Last week, America's self-proclaimed "paper of record" saw fit to run an A1 story on the Scott Walker smear heard 'round the media -- which we pilloried as one of the worst episodes of laziness, bias and journalistic malpractice in recent memory. (The Wall Street Journal's scathing editorial on the subject was also excellent). Today, the New York Times' front page was bereft of any IRS coverage, despite yesterday evening's contentious Congressional hearing. Noah Rothman grabbed screenshots of both the Gray Lady's print and online versions this morning. Lois Lerner's missing emails and IRS Commissioner John Koskonin's evasions were no where to be found:
We'll return to the IRS matter in a moment, but first, a quick detour. The Times included an above-the-fold article about another bridge-related controversy "said to be linked" to Chris Christie. The story summarizes a mind-numbingly boring dispute over Christie's 2011 maneuvering to divert funds originally earmarked for a canceled Port Authority tunnel project to fix an aging bridge instead. The heart of this red hot story is whether the bridge repairs were technically within the Port Authority's purview. The Christie administration says the deal was reviewed and approved by attorneys on all sides of the deal, and a left-wing magazine reported that New York's Democratic Governor, Andrew Cuomo, also signed off on the agreement. The Nation's story was published in...early April. The Bergen Record first had the story in March. In fact, the Times itself printed a story about the SEC investigating the bipartisan transportation pact two weeks ago. Today's article, therefore, is little more than a re-run, with the only obvious hook being Chris Christie and the word "bridge." In the Times' pristine news judgment, this non-update to an abstruse transit funding flap merited front page amplification. An investigation into the federal government's most punitive agency's ritual and deliberate targeting of Americans for their political beliefs -- and the intensifying brouhaha over the suspicious disappearance of revelant evidence -- received nary a mention. So what happened in last night's session? Dan caught you up on this morning's proceedings ("they did not follow the law"), and Katie's posted two of the more revealing exchanges. Mr. Koskinen couldn't recall how he was informed of Lerner's missing emails, or by whom. He fudged on the timeline about when he discovered the truth, making excuses for why the agency didn't inform Congress immediately.
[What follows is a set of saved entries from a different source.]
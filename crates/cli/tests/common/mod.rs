// SPDX-License-Identifier: BUSL-1.1
// Copyright (c) 2026 Alfred Jean LLC

//! Shared test utilities for CLI integration tests.

#![allow(dead_code)]

use assert_cmd::Command;
use std::path::PathBuf;
use tempfile::TempDir;

/// Size of one on-disk record
pub const RECORD_SIZE: u64 = 88;

/// A scratch directory holding one ledger path.
/// The directory is removed when dropped.
pub struct TestLedger {
    pub dir: TempDir,
    pub path: PathBuf,
}

impl TestLedger {
    /// A ledger path that does not exist yet
    pub fn uncreated() -> Self {
        let dir = TempDir::new().expect("Failed to create temp directory");
        let path = dir.path().join("acct.dat");
        Self { dir, path }
    }

    /// A freshly created, empty ledger
    pub fn new() -> Self {
        let ledger = Self::uncreated();
        ledger.run(&["create"]).assert().success();
        ledger
    }

    /// `ledger <command> <path> <rest...>`
    pub fn run(&self, args: &[&str]) -> Command {
        self.run_with(&[], args)
    }

    /// `ledger <options...> <command> <path> <rest...>`
    pub fn run_with(&self, options: &[&str], args: &[&str]) -> Command {
        let mut cmd = ledger();
        cmd.args(options)
            .arg(args[0])
            .arg(&self.path)
            .args(&args[1..]);
        cmd
    }

    /// Every event as parsed `--format json` output
    pub fn events(&self) -> serde_json::Value {
        let output = self
            .run_with(&["--format", "json"], &["readall"])
            .output()
            .expect("Failed to run readall");
        assert!(output.status.success());
        serde_json::from_slice(&output.stdout).expect("readall printed invalid JSON")
    }

    pub fn add(&self, amount: &str, description: &str) {
        self.run(&["add", amount, description]).assert().success();
    }

    pub fn len(&self) -> u64 {
        std::fs::metadata(&self.path)
            .expect("Failed to stat ledger")
            .len()
    }
}

/// The ledger binary with a clean environment
pub fn ledger() -> Command {
    let mut cmd = Command::cargo_bin("ledger").expect("ledger binary not built");
    cmd.env_remove("LEDGER_FORMAT").env_remove("LEDGER_LOG");
    cmd
}
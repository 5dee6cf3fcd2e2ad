// SPDX-License-Identifier: BUSL-1.1
// Copyright (c) 2026 Alfred Jean LLC

//! Record store operations
//!
//! Records are appended in id order and never reordered. Deleting a record
//! shifts every later record one slot down and truncates the file, so ids
//! stay ascending by position. Lookups by id are linear scans.

use crate::error::StoreError;
use ledger_core::record::{self, record_offset, RecordBuf};
use ledger_core::{Clock, Description, Event, EventId, SystemClock, RECORD_SIZE};
use std::fs::{File, OpenOptions};
use std::io::{self, BufReader, Read, Seek, SeekFrom, Write};
use std::path::Path;
use tracing::{debug, info, warn};

const RECORD_LEN: u64 = RECORD_SIZE as u64;

/// Create a new, empty store at `path`.
///
/// Fails with [`StoreError::AlreadyExists`] if anything already exists there.
pub fn create(path: &Path) -> Result<(), StoreError> {
    let file = match OpenOptions::new().write(true).create_new(true).open(path) {
        Ok(f) => f,
        Err(e) if e.kind() == io::ErrorKind::AlreadyExists => {
            return Err(StoreError::AlreadyExists(path.to_path_buf()));
        }
        Err(e) => return Err(e.into()),
    };
    file.sync_all()?;

    info!(path = %path.display(), "created store");
    Ok(())
}

/// Append an event stamped with the system clock
pub fn append(path: &Path, amount: f64, description: Option<&str>) -> Result<Event, StoreError> {
    append_with_clock(path, amount, description, &SystemClock)
}

/// Append an event, assigning it the id after the last record's (or 0).
///
/// Ids follow the record currently last in the file, so after the last
/// record is deleted its id is handed out again. Ids of records deleted
/// from anywhere else are never reused.
///
/// The record is synced to disk before this returns. If the write fails
/// part way, the file is cut back to its previous length.
pub fn append_with_clock(
    path: &Path,
    amount: f64,
    description: Option<&str>,
    clock: &impl Clock,
) -> Result<Event, StoreError> {
    let description = require_description(description)?;
    require_finite(amount)?;

    let (mut file, len) = open_store(path, true)?;

    let id = match len.checked_sub(RECORD_LEN) {
        Some(last) => read_at(&mut file, last)?
            .id
            .checked_add(1)
            .ok_or_else(|| StoreError::InvalidArgument("event ids exhausted".to_string()))?,
        None => 0,
    };

    let event = Event::new(id, amount, description, clock.now_secs());

    file.seek(SeekFrom::Start(len))?;
    if let Err(e) = file.write_all(&record::encode(&event)) {
        if let Err(trunc) = file.set_len(len) {
            warn!(path = %path.display(), error = %trunc, "failed to roll back partial append");
        }
        return Err(e.into());
    }
    file.sync_all()?;

    info!(path = %path.display(), id, amount, "appended event");
    Ok(event)
}

/// Find the first event with the given id
pub fn read_one(path: &Path, id: EventId) -> Result<Event, StoreError> {
    for event in read_all(path)? {
        let event = event?;
        if event.id == id {
            return Ok(event);
        }
    }
    Err(StoreError::EventNotFound { id })
}

/// Iterate over every event in file order.
///
/// Each call opens its own handle; records are read one at a time.
pub fn read_all(path: &Path) -> Result<EventIter, StoreError> {
    let (file, len) = open_store(path, false)?;
    debug!(path = %path.display(), records = len / RECORD_LEN, "scanning store");

    Ok(EventIter {
        reader: BufReader::new(file),
        remaining: len / RECORD_LEN,
    })
}

/// Sum of every event's amount (0.0 for an empty store)
pub fn balance(path: &Path) -> Result<f64, StoreError> {
    read_all(path)?.try_fold(0.0, |sum, event| event.map(|e| sum + e.amount))
}

/// Remove the event with the given id and return it.
///
/// Later records are moved down one slot at a time through a single
/// record-sized buffer, then the file is truncated by one record.
///
/// Not transactional: an I/O error during the shift leaves the file with
/// a duplicated record and its old length.
pub fn delete(path: &Path, id: EventId) -> Result<Event, StoreError> {
    let (mut file, len) = open_store(path, true)?;
    let count = len / RECORD_LEN;

    let (position, removed) =
        locate(&mut file, count, id)?.ok_or(StoreError::EventNotFound { id })?;

    let mut buf: RecordBuf = [0u8; RECORD_SIZE];
    for next in position + 1..count {
        file.seek(SeekFrom::Start(record_offset(next)))?;
        file.read_exact(&mut buf)?;
        file.seek(SeekFrom::Start(record_offset(next - 1)))?;
        file.write_all(&buf)?;
    }

    file.set_len(len - RECORD_LEN)?;
    file.sync_all()?;

    info!(
        path = %path.display(),
        id,
        position,
        shifted = count - position - 1,
        "deleted event"
    );
    Ok(removed)
}

/// Rewrite the amount and description of the event with the given id.
///
/// The id, creation time and position are preserved; exactly one record
/// is rewritten in place. Returns the updated event.
pub fn update(
    path: &Path,
    id: EventId,
    amount: f64,
    description: Option<&str>,
) -> Result<Event, StoreError> {
    let description = require_description(description)?;
    require_finite(amount)?;

    let (mut file, len) = open_store(path, true)?;

    let (position, mut event) =
        locate(&mut file, len / RECORD_LEN, id)?.ok_or(StoreError::EventNotFound { id })?;

    event.amount = amount;
    event.description = Description::new(description);

    file.seek(SeekFrom::Start(record_offset(position)))?;
    file.write_all(&record::encode(&event))?;
    file.sync_all()?;

    info!(path = %path.display(), id, position, amount, "updated event");
    Ok(event)
}

/// Lazy iterator over the events of a store
pub struct EventIter {
    reader: BufReader<File>,
    remaining: u64,
}

impl Iterator for EventIter {
    type Item = Result<Event, StoreError>;

    fn next(&mut self) -> Option<Self::Item> {
        if self.remaining == 0 {
            return None;
        }

        let mut buf: RecordBuf = [0u8; RECORD_SIZE];
        match self.reader.read_exact(&mut buf) {
            Ok(()) => {
                self.remaining -= 1;
                Some(Ok(record::decode(&buf)))
            }
            Err(e) => {
                // Stop after the first failure
                self.remaining = 0;
                Some(Err(e.into()))
            }
        }
    }

    fn size_hint(&self) -> (usize, Option<usize>) {
        let remaining = usize::try_from(self.remaining).unwrap_or(usize::MAX);
        (0, Some(remaining))
    }
}

/// Open an existing store and check that it holds whole records
fn open_store(path: &Path, writable: bool) -> Result<(File, u64), StoreError> {
    let file = OpenOptions::new()
        .read(true)
        .write(writable)
        .open(path)
        .map_err(|e| StoreError::open(path, e))?;

    let metadata = file.metadata()?;
    if !metadata.is_file() {
        return Err(StoreError::InvalidArgument(format!(
            "{} is not a regular file",
            path.display()
        )));
    }

    let len = metadata.len();
    if len % RECORD_LEN != 0 {
        return Err(StoreError::Corrupt {
            path: path.to_path_buf(),
            len,
        });
    }

    Ok((file, len))
}

/// Scan from the start for `id`, returning its slot and event
fn locate(file: &mut File, count: u64, id: EventId) -> Result<Option<(u64, Event)>, StoreError> {
    file.seek(SeekFrom::Start(0))?;
    let mut buf: RecordBuf = [0u8; RECORD_SIZE];

    for position in 0..count {
        file.read_exact(&mut buf)?;
        let event = record::decode(&buf);
        if event.id == id {
            return Ok(Some((position, event)));
        }
    }

    debug!(id, scanned = count, "event not found");
    Ok(None)
}

fn read_at(file: &mut File, offset: u64) -> Result<Event, StoreError> {
    let mut buf: RecordBuf = [0u8; RECORD_SIZE];
    file.seek(SeekFrom::Start(offset))?;
    file.read_exact(&mut buf)?;
    Ok(record::decode(&buf))
}

fn require_description(description: Option<&str>) -> Result<&str, StoreError> {
    description.ok_or_else(|| StoreError::InvalidArgument("description is required".to_string()))
}

fn require_finite(amount: f64) -> Result<(), StoreError> {
    if amount.is_finite() {
        Ok(())
    } else {
        Err(StoreError::InvalidArgument(format!(
            "amount must be a finite number, got {amount}"
        )))
    }
}

#[cfg(test)]
#[path = "store_tests.rs"]
mod tests;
The most telling question and answers, in my book, came during Rep. Jason Chaffetz's session, which Greg tagged last night:
(1) Koskinen had absolutely no credible explanation for why the IRS did not at least retrieve six months' worth of Lerner's deleted emails stored on the 'back-up tape,' which he testified was in their possession when the hard drive crashed (ten days after the first Congressional inquiry into the targeting was lodged). He said it would have been difficult and "costly." How does that square with his "extraordinary efforts to retrieve her emails" testimony? (2) He also admitted that to his knowledge, the Inspector General who investigated the improper targeting was not made aware that these central players' emails had gone "missing" in 2011. Democrats, who've scurrilously attacked the IG's credibility, nevertheless like to quote his conclusion that he found no evidence of White House collusion. It now appears he was in the dark about all those deleted emails when he reached his conclusion. Koskinen insists the White House has cleared that all up by asserting that they'd had zero direct contacts with Lerner (what about the other six people?) between 2009 and 2011. And we should obviously be trust them implicitly because they've never withheld relevant emails from a politically-charged investigation. The commissioner also doubled down on his claim that the emails weren't necessarily "official records" governed by various regulations and federal laws. Once again, here's the IRS manual's explanation of what "counts:"
The Federal Records Act applies to email records just as it does to records you create using other media. Emails are records when they are: Created or received in the transaction of agency business; Appropriate for preservation as evidence of the government’s function and activities; or Valuable because of the information they contain
Lerner's emails arguably meet all three criteria.